(Given entries begins)

use async_trait::async_trait;
use log::{ debug, info, warn };
use serde::Serialize;
use serde_json::Value;

use crate::implementations::config::{ ConfigError, GeneratorConfig };
use crate::traits::model_client::{
    GenerationOptions,
    ModelClient,
    ModelClientError,
    ModelRequest,
    ModelResponse,
};

/// Gemini `generateContent` request types
#[derive(Debug, Serialize)]
struct Part<'a> {
    text: &'a str,
}

#[derive(Debug, Serialize)]
struct Content<'a> {
    role: &'static str,
    parts: Vec<Part<'a>>,
}

#[derive(Debug, Serialize)]
struct ThinkingConfig {
    #[serde(rename = "thinkingBudget")]
    thinking_budget: u32,
}

#[derive(Debug, Serialize, Default)]
#[serde(rename_all = "camelCase")]
struct GenerationConfig<'a> {
    #[serde(skip_serializing_if = "Option::is_none")]
    response_mime_type: Option<&'a str>,
    #[serde(skip_serializing_if = "Option::is_none")]
    response_schema: Option<&'a Value>,
    #[serde(skip_serializing_if = "Option::is_none")]
    thinking_config: Option<ThinkingConfig>,
}

#[derive(Debug, Serialize)]
#[serde(rename_all = "camelCase")]
struct GenerateContentRequest<'a> {
    contents: Vec<Content<'a>>,
    generation_config: GenerationConfig<'a>,
}

/// Client for the Gemini REST API.
///
/// Credentials are resolved once, when the client is built; a missing key is
/// a configuration error, not a per-request failure.
#[derive(Clone)]
pub struct GeminiClient {
    http_client: reqwest::Client,
    endpoint: String,
    model: String,
    api_key: String,
}

impl GeminiClient {
    pub fn new(
        endpoint: impl Into<String>,
        model: impl Into<String>,
        api_key: impl Into<String>,
        timeout: std::time::Duration
    ) -> Result<Self, ConfigError> {
        let http_client = reqwest::Client
            ::builder()
            .timeout(timeout)
            .build()
            .map_err(|e| ConfigError::HttpClient(e.to_string()))?;

        Ok(Self {
            http_client,
            endpoint: endpoint.into(),
            model: model.into(),
            api_key: api_key.into(),
        })
    }

    pub fn from_config(config: &GeneratorConfig) -> Result<Self, ConfigError> {
        let api_key = config.get_api_key()?;
        Self::new(config.endpoint(), config.model(), api_key, config.request_timeout())
    }

    fn url(&self, model: &str) -> String {
        format!("{}/models/{}:generateContent", self.endpoint.trim_end_matches('/'), model)
    }
}

/// Serialize the request body for one prompt
pub fn request_body(prompt: &str, options: &GenerationOptions) -> Value {
    let body = GenerateContentRequest {
        contents: vec![Content {
            role: "user",
            parts: vec![Part { text: prompt }],
        }],
        generation_config: GenerationConfig {
            response_mime_type: options.response_mime_type.as_deref(),
            response_schema: options.response_schema.as_ref(),
            thinking_config: options.thinking_budget.map(|thinking_budget| ThinkingConfig {
                thinking_budget,
            }),
        },
    };
    serde_json::to_value(&body).unwrap_or_default()
}

/// Concatenate the text parts of the first candidate.
///
/// A reply with no candidates or no text parts yields an empty string; the
/// caller decides what an empty reply means.
pub fn extract_text(response: &Value) -> String {
    response["candidates"]
        .get(0)
        .and_then(|candidate| candidate["content"]["parts"].as_array())
        .map(|parts| {
            parts
                .iter()
                .filter_map(|part| part["text"].as_str())
                .collect::<String>()
        })
        .unwrap_or_default()
}

/// Pull the provider's own error message out of a failed response body
pub fn extract_error_message(body: &str) -> Option<String> {
    serde_json
        ::from_str::<Value>(body)
        .ok()
        .and_then(|v| v["error"]["message"].as_str().map(str::to_string))
}

/// Map a non-success reply to an error.
///
/// The provider's message is surfaced verbatim when the body carries one;
/// otherwise the status and raw body are kept.
pub fn error_from_response(status: u16, body: &str) -> ModelClientError {
    match extract_error_message(body) {
        Some(message) => ModelClientError::Api(message),
        None =>
            ModelClientError::Http {
                status,
                message: body.to_string(),
            },
    }
}

#[async_trait]
impl ModelClient for GeminiClient {
    fn model(&self) -> &str {
        &self.model
    }

    async fn invoke(&self, request: ModelRequest) -> Result<ModelResponse, ModelClientError> {
        let url = self.url(&request.model);
        let body = request_body(&request.prompt, &request.options);

        info!("Making model request to {}", request.model);
        debug!("API endpoint: {}", url);
        debug!("Prompt length: {} characters", request.prompt.len());
        debug!("Thinking budget: {:?}", request.options.thinking_budget);

        let response = self.http_client
            .post(&url)
            .header("Content-Type", "application/json")
            .header("x-goog-api-key", &self.api_key)
            .json(&body)
            .send().await
            .map_err(|e| {
                let error_msg = format!("Network error when calling Gemini API: {}", e);
                warn!("{}", error_msg);
                if e.is_timeout() {
                    warn!("Request timed out");
                }
                if e.is_connect() {
                    warn!("Connection error - check network connectivity");
                }
                ModelClientError::Network(error_msg)
            })?;

        if !response.status().is_success() {
            let status = response.status().as_u16();
            let error_text = response
                .text().await
                .unwrap_or_else(|_| "Failed to get error message".to_string());

            warn!("API error: HTTP {} - {}", status, error_text);
            return Err(error_from_response(status, &error_text));
        }

        let response_json: Value = response.json().await.map_err(|e| {
            warn!("Failed to decode response body: {}", e);
            ModelClientError::Parse(e.to_string())
        })?;

        if let Some(reason) = response_json["promptFeedback"]["blockReason"].as_str() {
            warn!("Prompt blocked by provider: {}", reason);
        }

        let text = extract_text(&response_json);
        info!("Received {} characters from model", text.len());

        Ok(ModelResponse { text })
    }
}
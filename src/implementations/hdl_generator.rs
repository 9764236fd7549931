use std::sync::Arc;

use async_trait::async_trait;
use log::{ debug, error, info, warn };
use serde_json::Value;

use crate::errors::{ RtlForgeError, RtlForgeResult };
use crate::implementations::prompt_builder::{
    build_exploration_prompt,
    build_prompt,
    EXPLORATION_FILENAME,
};
use crate::implementations::schema_builder::build_schema;
use crate::models::artifact::{ Artifact, GenerationResult };
use crate::models::deliverable::EXPLORATION_RESULT_KEY;
use crate::models::request::GenerationRequest;
use crate::traits::design_assistant::DesignAssistant;
use crate::traits::model_client::{ GenerationOptions, ModelClient, ModelRequest };

const JSON_MIME_TYPE: &str = "application/json";

/// Generates hardware deliverables by prompting a hosted model.
///
/// The model client is injected so credentials and transport are settled
/// before the first request.
///
/// # Usage Example
/// ```rust,no_run
/// use std::sync::Arc;
/// use rtlforge::{ AppState, DesignAssistant, GeminiClient, GeneratorConfig, LLMHdlGenerator };
///
/// async fn generate_example() -> Result<(), Box<dyn std::error::Error>> {
///     let client = GeminiClient::from_config(&GeneratorConfig::default())?;
///     let generator = LLMHdlGenerator::new(Arc::new(client));
///
///     let request = AppState::default().to_request()?;
///     let result = generator.generate(&request).await?;
///
///     for (key, artifact) in result.iter() {
///         println!("{} -> {}", key, artifact.filename);
///     }
///     Ok(())
/// }
/// ```
#[derive(Clone)]
pub struct LLMHdlGenerator {
    client: Arc<dyn ModelClient>,
}

impl LLMHdlGenerator {
    pub fn new(client: Arc<dyn ModelClient>) -> Self {
        Self { client }
    }

    /// Reasoning is switched off unless the caller asked for it
    fn thinking_budget(use_extended_reasoning: bool) -> Option<u32> {
        if use_extended_reasoning { None } else { Some(0) }
    }

    async fn call_model(&self, prompt: String, options: GenerationOptions) -> RtlForgeResult<String> {
        let request = ModelRequest {
            model: self.client.model().to_string(),
            prompt,
            options,
        };

        self.client
            .invoke(request).await
            .map(|response| response.text)
            .map_err(|e| {
                error!("Model call failed: {}", e);
                RtlForgeError::Upstream(e.to_string())
            })
    }
}

/// JavaScript-style truthiness of a JSON value
fn is_truthy(value: &Value) -> bool {
    match value {
        Value::Null => false,
        Value::Bool(b) => *b,
        Value::Number(n) => n.as_f64().map_or(true, |f| f != 0.0 && !f.is_nan()),
        Value::String(s) => !s.is_empty(),
        Value::Array(_) | Value::Object(_) => true,
    }
}

/// Parse the model's JSON reply into artifacts for the requested deliverables.
///
/// Falsy entries and keys nobody asked for are dropped; the model is never
/// trusted to leave unselected properties out.
pub fn parse_generation_reply(
    raw: &str,
    selected_ids: &[String]
) -> RtlForgeResult<GenerationResult> {
    let parsed: Value = serde_json::from_str(raw).map_err(|e| {
        error!("Failed to parse JSON response from AI: {}", e);
        error!("Received invalid JSON: {}", raw);
        RtlForgeError::MalformedResponse(e.to_string())
    })?;

    let Value::Object(entries) = parsed else {
        error!("Expected a JSON object, received: {}", raw);
        return Err(RtlForgeError::MalformedResponse("top-level value is not an object".to_string()));
    };

    let mut result = GenerationResult::new();
    for (key, value) in entries {
        if !is_truthy(&value) {
            debug!("Dropping empty entry for {}", key);
            continue;
        }
        if !selected_ids.iter().any(|id| *id == key) {
            warn!("Model returned unrequested deliverable {}; ignoring it", key);
            continue;
        }

        let artifact: Artifact = serde_json::from_value(value).map_err(|e| {
            error!("Entry {} does not match the file schema: {}", key, e);
            error!("Received: {}", raw);
            RtlForgeError::MalformedResponse(format!("{}: {}", key, e))
        })?;
        result.insert(key, artifact);
    }

    Ok(result)
}

#[async_trait]
impl DesignAssistant for LLMHdlGenerator {
    async fn generate(&self, request: &GenerationRequest) -> RtlForgeResult<GenerationResult> {
        info!(
            "Generating {} deliverable(s) in {}",
            request.selected_deliverable_ids.len(),
            request.hdl_language
        );

        let prompt = build_prompt(
            &request.description,
            request.hdl_language,
            &request.selected_deliverable_ids,
            &request.protocol,
            &request.architecture,
            &request.simulation_tool
        );
        let schema = build_schema(&request.selected_deliverable_ids);

        let options = GenerationOptions {
            response_mime_type: Some(JSON_MIME_TYPE.to_string()),
            response_schema: Some(schema.to_json()),
            thinking_budget: Self::thinking_budget(request.use_extended_reasoning),
        };

        let raw = self.call_model(prompt, options).await?;
        let json_text = raw.trim();
        if json_text.is_empty() {
            warn!("Model returned an empty response");
            return Err(RtlForgeError::EmptyResponse);
        }

        let result = parse_generation_reply(json_text, &request.selected_deliverable_ids)?;
        info!("Received {} artifact(s)", result.len());
        Ok(result)
    }

    async fn explore(
        &self,
        description: &str,
        use_extended_reasoning: bool
    ) -> RtlForgeResult<GenerationResult> {
        info!("Exploring architectures");

        let options = GenerationOptions {
            thinking_budget: Self::thinking_budget(use_extended_reasoning),
            ..GenerationOptions::default()
        };

        let text = self.call_model(build_exploration_prompt(description), options).await?;
        if text.trim().is_empty() {
            warn!("Model returned an empty response");
            return Err(RtlForgeError::EmptyResponse);
        }

        let mut result = GenerationResult::new();
        result.insert(EXPLORATION_RESULT_KEY, Artifact::new(EXPLORATION_FILENAME, "Markdown", text));
        Ok(result)
    }
}
pub mod models;
pub mod traits;
pub mod errors;
pub mod implementations;
#[cfg(test)]
pub mod tests;

// Re-export core components
pub use errors::{ ErrorSeverity, RecoverableError, RtlForgeError, RtlForgeResult };
pub use implementations::config::{ ConfigError, GeneratorConfig };
pub use implementations::gemini_client::GeminiClient;
pub use implementations::hdl_generator::LLMHdlGenerator;
pub use implementations::persistence::{ StatePersistence, STORAGE_KEY };
pub use implementations::prompt_builder::{ build_exploration_prompt, build_prompt };
pub use implementations::render::{ export_artifacts, Viewer };
pub use implementations::schema_builder::{ build_schema, FileSchema, ResponseSchema };
pub use implementations::session::{ progress_messages, RequestTicket, Session };
pub use implementations::store::{ FileStore, MemoryStore };
pub use models::{
    common::{
        HdlLanguage,
        OperationMode,
    },
    deliverable::{
        Deliverable,
        DeliverableDescriptor,
        DeliverableId,
        DeliverableRegistry,
        EXPLORATION_RESULT_KEY,
    },
    artifact::{
        Artifact,
        GenerationResult,
    },
    request::GenerationRequest,
    state::AppState,
};
pub use traits::{
    DesignAssistant,
    GenerationOptions,
    KeyValueStore,
    ModelClient,
    ModelClientError,
    ModelRequest,
    ModelResponse,
};
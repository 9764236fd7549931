use crate::models::common::{ HdlLanguage, OperationMode };

/// One submission, built fresh from the form state and never mutated
#[derive(Debug, Clone, PartialEq, Eq)]
pub struct GenerationRequest {
    pub mode: OperationMode,
    /// Trimmed, never empty
    pub description: String,
    pub hdl_language: HdlLanguage,
    pub selected_deliverable_ids: Vec<String>,
    /// "None" when absent
    pub protocol: String,
    /// "None" when absent
    pub architecture: String,
    pub simulation_tool: String,
    pub use_extended_reasoning: bool,
}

(Given entries ends)

● The task: Search the entries above for lines holding the string "never", then report only how many there are.

● Task solution: 3